WHAT TO DO.
Nothing outside the range is wanted. Repeat exactly the lines below from the one with "pub fn state(&self)" through the one with "async fn send(&mut".

GIVEN RECORDS.
* * * *
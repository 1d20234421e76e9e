//! Adapter - the game's outside collaborators
//!
//! # Bot protocol
//!
//! A move-suggestion bot speaks tagged JSON messages (see [`protocol`]):
//!
//! ```text
//! Game -> Bot: {"type":"rules"}
//! Game -> Bot: {"type":"start","hold":null,"queue":["T","I","O","S","Z","L"],"combo":0,"back_to_back":false,"board":[...]}
//! Bot -> Game: {"type":"ready"}
//! Game -> Bot: {"type":"suggest"}
//! Bot -> Game: {"type":"suggestion","moves":[{"location":{"orientation":"north","type":"T","x":3,"y":1},"spin":"none"}]}
//! Game -> Bot: {"type":"play","move":{...}}
//! Game -> Bot: {"type":"new_piece","piece":"J"}
//! ```
//!
//! [`BotBridge`] drives that exchange over tokio channels, bounding every
//! wait with a timeout. A suggested move is validated by the engine before
//! it is played; illegal moves are rejected, never corrected.
//!
//! # Live transport
//!
//! [`live`] holds the shapes exchanged with opponents: packed board
//! snapshots, attack notices and inbound garbage.
//!
//! # Environment Variables
//!
//! - `BLOCKSTACK_BOT_TIMEOUT_MS`: suggestion timeout (default: 1000)
//! - `BLOCKSTACK_BOT_RETRIES`: extra requests before a piece is forfeited (default: 1)
//! - `BLOCKSTACK_BOT_DISABLED`: Set to "1" or "true" to disable bots entirely

pub mod bot;
pub mod config;
pub mod live;
pub mod protocol;

pub use blockstack_core as core;
pub use blockstack_types as types;

pub use bot::{take_turn, BotBridge, BotEndpoint, BotError, Turn};
pub use config::BotConfig;
pub use live::{
    parse_binary_matrix, row_to_binary, AttackMessage, LiveError, LiveInbound, LiveSnapshot,
};
pub use protocol::*;
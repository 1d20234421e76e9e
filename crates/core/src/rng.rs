//! RNG module - seeded deterministic random numbers
//!
//! Games are seeded with a string. The seed is hashed with FNV-1a (64-bit) and
//! fed to a PCG32 generator; ranges are reduced with an integer multiply-shift
//! so every platform draws the same sequence.

use rand::{RngCore, SeedableRng};
use rand_pcg::Pcg32;

const FNV_OFFSET_BASIS: u64 = 0xcbf29ce484222325;
const FNV_PRIME: u64 = 0x100000001b3;

/// FNV-1a hash of a seed string.
pub fn hash_seed(seed: &str) -> u64 {
    let mut hash = FNV_OFFSET_BASIS;
    for byte in seed.as_bytes() {
        hash ^= *byte as u64;
        hash = hash.wrapping_mul(FNV_PRIME);
    }
    hash
}

#[derive(Debug, Clone)]
pub struct Prng {
    inner: Pcg32,
}

impl Prng {
    /// Create a generator from a seed string
    pub fn new(seed: &str) -> Self {
        Self::from_u64(hash_seed(seed))
    }

    pub fn from_u64(seed: u64) -> Self {
        Self {
            inner: Pcg32::seed_from_u64(seed),
        }
    }

    /// Independent generator derived from this seed, e.g. for garbage holes.
    pub fn fork(seed: &str, stream: &str) -> Self {
        Self::from_u64(hash_seed(seed) ^ hash_seed(stream).rotate_left(32))
    }

    pub fn next_u32(&mut self) -> u32 {
        self.inner.next_u32()
    }

    /// Uniform value in `[0, max)`; `max == 0` yields 0.
    pub fn next_below(&mut self, max: u32) -> u32 {
        ((self.next_u32() as u64 * max as u64) >> 32) as u32
    }

    /// `true` with probability `percent / 100`.
    pub fn chance(&mut self, percent: u8) -> bool {
        self.next_below(100) < percent as u32
    }

    /// Shuffle a slice using Fisher-Yates
    pub fn shuffle<T>(&mut self, slice: &mut [T]) {
        for i in (1..slice.len()).rev() {
            let j = self.next_below((i + 1) as u32) as usize;
            slice.swap(i, j);
        }
    }
}

#[cfg(test)]
mod tests {
    use super::*;

    #[test]
    fn same_seed_same_sequence() {
        let mut a = Prng::new("abc123");
        let mut b = Prng::new("abc123");
        for _ in 0..100 {
            assert_eq!(a.next_u32(), b.next_u32());
        }
    }

    #[test]
    fn different_seeds_diverge() {
        let mut a = Prng::new("abc123");
        let mut b = Prng::new("abc124");
        let sa: Vec<u32> = (0..8).map(|_| a.next_u32()).collect();
        let sb: Vec<u32> = (0..8).map(|_| b.next_u32()).collect();
        assert_ne!(sa, sb);
    }

    #[test]
    fn next_below_stays_in_range() {
        let mut rng = Prng::new("range");
        for max in 1..50 {
            for _ in 0..20 {
                assert!(rng.next_below(max) < max);
            }
        }
        assert_eq!(rng.next_below(0), 0);
    }

    #[test]
    fn fnv_matches_reference_vector() {
        assert_eq!(hash_seed(""), 0xcbf29ce484222325);
        assert_eq!(hash_seed("a"), 0xaf63dc4c8601ec8c);
        assert_eq!(hash_seed("abc123"), 0x62cca2412f0aff65);
    }

    #[test]
    fn pcg_output_is_pinned() {
        let mut rng = Prng::new("abc123");
        let drawn: Vec<u32> = (0..6).map(|_| rng.next_u32()).collect();
        assert_eq!(
            drawn,
            [0x7110cf93, 0x6c1d2eda, 0xce477326, 0x027e8bb1, 0xf4204421, 0x5731dda1]
        );
    }

    #[test]
    fn shuffle_keeps_elements() {
        let mut rng = Prng::new("shuffle");
        let mut items = [0, 1, 2, 3, 4, 5, 6];
        rng.shuffle(&mut items);
        let mut sorted = items;
        sorted.sort();
        assert_eq!(sorted, [0, 1, 2, 3, 4, 5, 6]);
    }

    proptest::proptest! {
        #[test]
        fn shuffle_is_a_permutation(seed in ".{0,16}", len in 0usize..40) {
            let mut items: Vec<usize> = (0..len).collect();
            Prng::new(&seed).shuffle(&mut items);
            items.sort_unstable();
            proptest::prop_assert_eq!(items, (0..len).collect::<Vec<_>>());
        }

        #[test]
        fn fork_is_stable_per_stream(seed in ".{0,16}", stream in "[a-z]{1,8}") {
            let mut a = Prng::fork(&seed, &stream);
            let mut b = Prng::fork(&seed, &stream);
            proptest::prop_assert_eq!(a.next_u32(), b.next_u32());
        }
    }
}
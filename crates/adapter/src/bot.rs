//! Bot bridge
//!
//! The bot runs outside the game (a worker task or a child process) and is
//! reached through a pair of channels. Every wait on it is bounded by
//! [`BotConfig::timeout`]; a bot that stays silent through all retries
//! forfeits the piece.

use std::process::Stdio;

use anyhow::Context;
use log::{debug, info, warn};
use thiserror::Error;
use tokio::io::{AsyncBufReadExt, AsyncWriteExt, BufReader};
use tokio::process::{Child, Command};
use tokio::sync::mpsc;
use tokio::time::timeout;

use blockstack_engine::{GameRecorder, PlaceError, RecordError};
use blockstack_types::PieceSetId;

use crate::config::BotConfig;
use crate::protocol::{piece_letter, BotCommand, BotMessage, BotState, Move};

/// Messages buffered in each direction.
const CHANNEL_CAPACITY: usize = 16;

#[derive(Debug, Clone, PartialEq, Eq, Error)]
pub enum BotError {
    #[error("bots are disabled")]
    Disabled,
    #[error("bot disconnected")]
    Disconnected,
    #[error("bot is not ready (state {0:?})")]
    NotReady(BotState),
    #[error("bot did not become ready in time")]
    StartTimeout,
    #[error("bot reported an error: {0}")]
    Bot(String),
}

/// Bot side of a bridge.
#[derive(Debug)]
pub struct BotEndpoint {
    pub commands: mpsc::Receiver<BotCommand>,
    pub replies: mpsc::Sender<BotMessage>,
}

#[derive(Debug)]
pub struct BotBridge {
    config: BotConfig,
    to_bot: mpsc::Sender<BotCommand>,
    from_bot: mpsc::Receiver<BotMessage>,
    state: BotState,
    name: Option<String>,
    forfeits: u32,
}

impl BotBridge {
    pub fn channel(config: BotConfig) -> (Self, BotEndpoint) {
        let (to_bot, commands) = mpsc::channel(CHANNEL_CAPACITY);
        let (replies, from_bot) = mpsc::channel(CHANNEL_CAPACITY);
        let bridge = Self {
            config,
            to_bot,
            from_bot,
            state: BotState::NoInfo,
            name: None,
            forfeits: 0,
        };
        (bridge, BotEndpoint { commands, replies })
    }

    /// Run `program` as a bot speaking line-delimited JSON on stdin/stdout.
    pub fn spawn_process(
        config: BotConfig,
        program: &str,
        args: &[String],
    ) -> anyhow::Result<(Self, Child)> {
        let mut child = Command::new(program)
            .args(args)
            .stdin(Stdio::piped())
            .stdout(Stdio::piped())
            .kill_on_drop(true)
            .spawn()
            .with_context(|| format!("failed to start bot {program}"))?;
        let mut stdin = child.stdin.take().context("bot stdin unavailable")?;
        let stdout = child.stdout.take().context("bot stdout unavailable")?;
        let (bridge, mut endpoint) = Self::channel(config);

        tokio::spawn(async move {
            while let Some(command) = endpoint.commands.recv().await {
                let Ok(mut line) = serde_json::to_string(&command) else {
                    continue;
                };
                line.push('\n');
                if stdin.write_all(line.as_bytes()).await.is_err() {
                    break;
                }
                if stdin.flush().await.is_err() {
                    break;
                }
            }
        });
        let replies = endpoint.replies;
        tokio::spawn(async move {
            let mut lines = BufReader::new(stdout).lines();
            while let Ok(Some(line)) = lines.next_line().await {
                match serde_json::from_str::<BotMessage>(&line) {
                    Ok(message) => {
                        if replies.send(message).await.is_err() {
                            break;
                        }
                    }
                    Err(err) => warn!("ignoring bot output {line:?}: {err}"),
                }
            }
        });

        Ok((bridge, child))
    }

    pub fn state(&self) -> BotState {
        self.state
    }

    pub fn name(&self) -> Option<&str> {
        self.name.as_deref()
    }

    /// Pieces given up because the bot did not answer.
    pub fn forfeits(&self) -> u32 {
        self.forfeits
    }

    async fn send(&mut self, command: BotCommand) -> Result<(), BotError> {
        if self.to_bot.send(command).await.is_err() {
            self.state = BotState::Stopped;
            return Err(BotError::Disconnected);
        }
        Ok(())
    }

    /// Absorb `info` and `error`; anything else is handed back.
    fn handle(&mut self, message: BotMessage) -> Result<Option<BotMessage>, BotError> {
        match message {
            BotMessage::Info { name, version } => {
                info!("bot {name} {version}");
                self.name = Some(name);
                Ok(None)
            }
            BotMessage::Error { reason } => {
                self.state = BotState::Stopped;
                Err(BotError::Bot(reason))
            }
            other => Ok(Some(other)),
        }
    }

    async fn recv(&mut self) -> Result<BotMessage, BotError> {
        loop {
            let Some(message) = self.from_bot.recv().await else {
                self.state = BotState::Stopped;
                return Err(BotError::Disconnected);
            };
            if let Some(message) = self.handle(message)? {
                return Ok(message);
            }
        }
    }

    /// Discard replies already queued, so the next suggestion read answers
    /// the request about to be sent.
    fn drain_stale(&mut self) -> Result<(), BotError> {
        loop {
            match self.from_bot.try_recv() {
                Ok(message) => {
                    if let Some(stale) = self.handle(message)? {
                        debug!("dropping stale bot reply {stale:?}");
                    }
                }
                Err(mpsc::error::TryRecvError::Empty) => return Ok(()),
                Err(mpsc::error::TryRecvError::Disconnected) => {
                    self.state = BotState::Stopped;
                    return Err(BotError::Disconnected);
                }
            }
        }
    }

    async fn wait_ready(&mut self) -> Result<(), BotError> {
        loop {
            if let BotMessage::Ready = self.recv().await? {
                return Ok(());
            }
        }
    }

    async fn wait_suggestion(&mut self) -> Result<Vec<Move>, BotError> {
        loop {
            if let BotMessage::Suggestion { moves } = self.recv().await? {
                return Ok(moves);
            }
        }
    }

    /// Send the rules and the game start, then wait for `ready`.
    pub async fn start(&mut self, start: BotCommand) -> Result<(), BotError> {
        if self.config.disabled {
            return Err(BotError::Disabled);
        }
        self.state = BotState::Initializing;
        self.send(BotCommand::Rules).await?;
        self.send(start).await?;
        match timeout(self.config.timeout, self.wait_ready()).await {
            Ok(result) => result?,
            Err(_) => {
                warn!("bot did not become ready within {:?}", self.config.timeout);
                self.state = BotState::Stopped;
                return Err(BotError::StartTimeout);
            }
        }
        self.state = BotState::Ready;
        Ok(())
    }

    /// Ask for a move. `None` means the bot forfeits this piece, either by
    /// suggesting nothing or by timing out on every attempt.
    pub async fn request_move(&mut self) -> Result<Option<Move>, BotError> {
        if self.state != BotState::Ready {
            return Err(BotError::NotReady(self.state));
        }
        let attempts = self.config.retries + 1;
        for attempt in 1..=attempts {
            self.state = BotState::SendingMove;
            self.drain_stale()?;
            self.send(BotCommand::Suggest).await?;
            match timeout(self.config.timeout, self.wait_suggestion()).await {
                Ok(result) => {
                    let moves = result?;
                    self.state = BotState::Ready;
                    return Ok(moves.into_iter().next());
                }
                Err(_) => warn!("bot suggestion timed out (attempt {attempt}/{attempts})"),
            }
        }
        self.state = BotState::Ready;
        self.forfeits += 1;
        Ok(None)
    }

    pub async fn play(&mut self, mv: Move) -> Result<(), BotError> {
        self.send(BotCommand::Play { mv }).await
    }

    pub async fn new_piece(&mut self, piece: char) -> Result<(), BotError> {
        self.send(BotCommand::NewPiece { piece }).await
    }

    pub async fn stop(&mut self) -> Result<(), BotError> {
        let result = self.send(BotCommand::Stop).await;
        self.state = BotState::Stopped;
        result
    }
}

/// What happened to one bot turn.
#[derive(Debug, Clone, PartialEq, Eq)]
pub enum Turn {
    Played(Move),
    Rejected(PlaceError),
    Forfeit,
}

/// Ask the bot for a move and play it in `recorder`.
///
/// Illegal moves are reported, never corrected. After a played move the bot
/// is told about the piece that entered the preview.
pub async fn take_turn(
    bridge: &mut BotBridge,
    recorder: &mut GameRecorder,
    t: u32,
) -> anyhow::Result<Turn> {
    let Some(mv) = bridge.request_move().await? else {
        return Ok(Turn::Forfeit);
    };
    let set = recorder
        .sim()
        .active()
        .map_or(PieceSetId::Standard, |piece| piece.set);
    let Some(placement) = mv.to_placement(set) else {
        return Ok(Turn::Rejected(PlaceError::WrongPiece));
    };
    match recorder.play(&placement, t) {
        Ok(()) => {}
        Err(RecordError::Place(err)) => {
            debug!("bot move rejected: {err}");
            return Ok(Turn::Rejected(err));
        }
        Err(err) => return Err(err.into()),
    }
    // Spawn the next piece so the preview has moved on.
    recorder.advance(t)?;
    bridge.play(mv).await?;

    let previews = recorder.sim().ruleset().show_previews as usize;
    let entered = recorder
        .sim()
        .queue()
        .nth(previews.saturating_sub(1))
        .and_then(|&p| piece_letter(p));
    if let Some(piece) = entered {
        bridge.new_piece(piece).await?;
    }
    Ok(Turn::Played(mv))
}

#[cfg(test)]
mod tests {
    use super::*;
    use std::time::Duration;

    fn config(retries: u32) -> BotConfig {
        BotConfig {
            timeout: Duration::from_millis(50),
            retries,
            disabled: false,
        }
    }

    fn start_command() -> BotCommand {
        BotCommand::Start {
            hold: None,
            queue: vec!['T'],
            combo: 0,
            back_to_back: false,
            board: Vec::new(),
        }
    }

    #[tokio::test]
    async fn start_waits_for_ready() {
        let (mut bridge, mut bot) = BotBridge::channel(config(0));
        let handle = tokio::spawn(async move {
            assert_eq!(bot.commands.recv().await, Some(BotCommand::Rules));
            assert!(matches!(
                bot.commands.recv().await,
                Some(BotCommand::Start { .. })
            ));
            bot.replies
                .send(BotMessage::Info {
                    name: "stub".into(),
                    version: "1".into(),
                })
                .await
                .unwrap();
            bot.replies.send(BotMessage::Ready).await.unwrap();
            bot
        });
        tokio_test::assert_ok!(bridge.start(start_command()).await);
        assert_eq!(bridge.state(), BotState::Ready);
        assert_eq!(bridge.name(), Some("stub"));
        drop(handle.await.unwrap());
    }

    #[tokio::test]
    async fn silent_bot_forfeits_after_retries() {
        let (mut bridge, mut bot) = BotBridge::channel(config(2));
        bot.replies.send(BotMessage::Ready).await.unwrap();
        bridge.start(start_command()).await.unwrap();

        assert_eq!(bridge.request_move().await, Ok(None));
        assert_eq!(bridge.forfeits(), 1);
        assert_eq!(bridge.state(), BotState::Ready);

        let mut suggests = 0;
        while let Ok(command) = bot.commands.try_recv() {
            if command == BotCommand::Suggest {
                suggests += 1;
            }
        }
        assert_eq!(suggests, 3);
    }

    fn drop_at(x: i8) -> Move {
        Move {
            location: crate::protocol::Location {
                orientation: crate::protocol::Orientation(blockstack_types::Rotation::North),
                piece: 'T',
                x,
                y: 1,
            },
            spin: crate::protocol::Spin::None,
        }
    }

    #[tokio::test]
    async fn queued_suggestion_is_not_taken_for_the_new_request() {
        let (mut bridge, mut bot) = BotBridge::channel(config(0));
        bot.replies.send(BotMessage::Ready).await.unwrap();
        bridge.start(start_command()).await.unwrap();

        // Reply to a request the bridge already gave up on.
        bot.replies
            .send(BotMessage::Suggestion {
                moves: vec![drop_at(0)],
            })
            .await
            .unwrap();
        let handle = tokio::spawn(async move {
            while let Some(command) = bot.commands.recv().await {
                if command == BotCommand::Suggest {
                    let moves = vec![drop_at(5)];
                    bot.replies
                        .send(BotMessage::Suggestion { moves })
                        .await
                        .unwrap();
                    break;
                }
            }
            bot
        });

        assert_eq!(bridge.request_move().await, Ok(Some(drop_at(5))));
        drop(handle.await.unwrap());
    }

    #[tokio::test]
    async fn unanswered_request_does_not_shadow_the_next_reply() {
        let (mut bridge, mut bot) = BotBridge::channel(config(0));
        bot.replies.send(BotMessage::Ready).await.unwrap();
        bridge.start(start_command()).await.unwrap();

        // The bot never answers the first request.
        assert_eq!(bridge.request_move().await, Ok(None));
        assert_eq!(bridge.forfeits(), 1);

        let handle = tokio::spawn(async move {
            let mut suggests = 0;
            while let Some(command) = bot.commands.recv().await {
                if command == BotCommand::Suggest {
                    suggests += 1;
                    if suggests == 2 {
                        let moves = vec![drop_at(2)];
                        bot.replies
                            .send(BotMessage::Suggestion { moves })
                            .await
                            .unwrap();
                        break;
                    }
                }
            }
            bot
        });

        assert_eq!(bridge.request_move().await, Ok(Some(drop_at(2))));
        assert_eq!(bridge.forfeits(), 1);
        drop(handle.await.unwrap());
    }

    #[tokio::test]
    async fn disconnected_bot_is_an_error() {
        let (mut bridge, bot) = BotBridge::channel(config(0));
        drop(bot);
        assert_eq!(
            bridge.start(start_command()).await,
            Err(BotError::Disconnected)
        );
        assert_eq!(bridge.state(), BotState::Stopped);
    }

    #[tokio::test]
    async fn request_before_start_is_refused() {
        let (mut bridge, _bot) = BotBridge::channel(config(0));
        assert_eq!(
            bridge.request_move().await,
            Err(BotError::NotReady(BotState::NoInfo))
        );
    }

    #[tokio::test]
    async fn disabled_config_refuses_to_start() {
        let mut disabled = config(0);
        disabled.disabled = true;
        let (mut bridge, _bot) = BotBridge::channel(disabled);
        assert_eq!(
            bridge.start(start_command()).await,
            Err(BotError::Disabled)
        );
    }
}
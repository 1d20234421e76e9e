//! Blockstack (workspace facade crate).
//!
//! Re-exports the member crates under short paths:
//! `blockstack::{types, core, replay, engine, adapter}`.

pub use blockstack_adapter as adapter;
pub use blockstack_core as core;
pub use blockstack_engine as engine;
pub use blockstack_replay as replay;
pub use blockstack_types as types;
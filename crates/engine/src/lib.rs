//! Game glue above the core rules
//!
//! - [`place`]: validating and playing bot placements
//! - [`recorder`]: a live game recorded into both replay formats
//! - [`playback`]: re-simulating a legacy replay

pub mod place;
pub mod playback;
pub mod recorder;

pub use place::{apply_bot_move, PlaceError, Placement, Reachable, SpinClaim};
pub use playback::{PlaybackSession, PlaybackSummary};
pub use recorder::{replay_meta, GameRecorder, RecordError, Recording};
* * * *
ANSWER.
    pub fn state(&self) -> BotState {
        self.state
    }

    pub fn name(&self) -> Option<&str> {
        self.name.as_deref()
    }

    /// Pieces given up because the bot did not answer.
    pub fn forfeits(&self) -> u32 {
        self.forfeits
    }

    async fn send(&mut self, command: BotCommand) -> Result<(), BotError> {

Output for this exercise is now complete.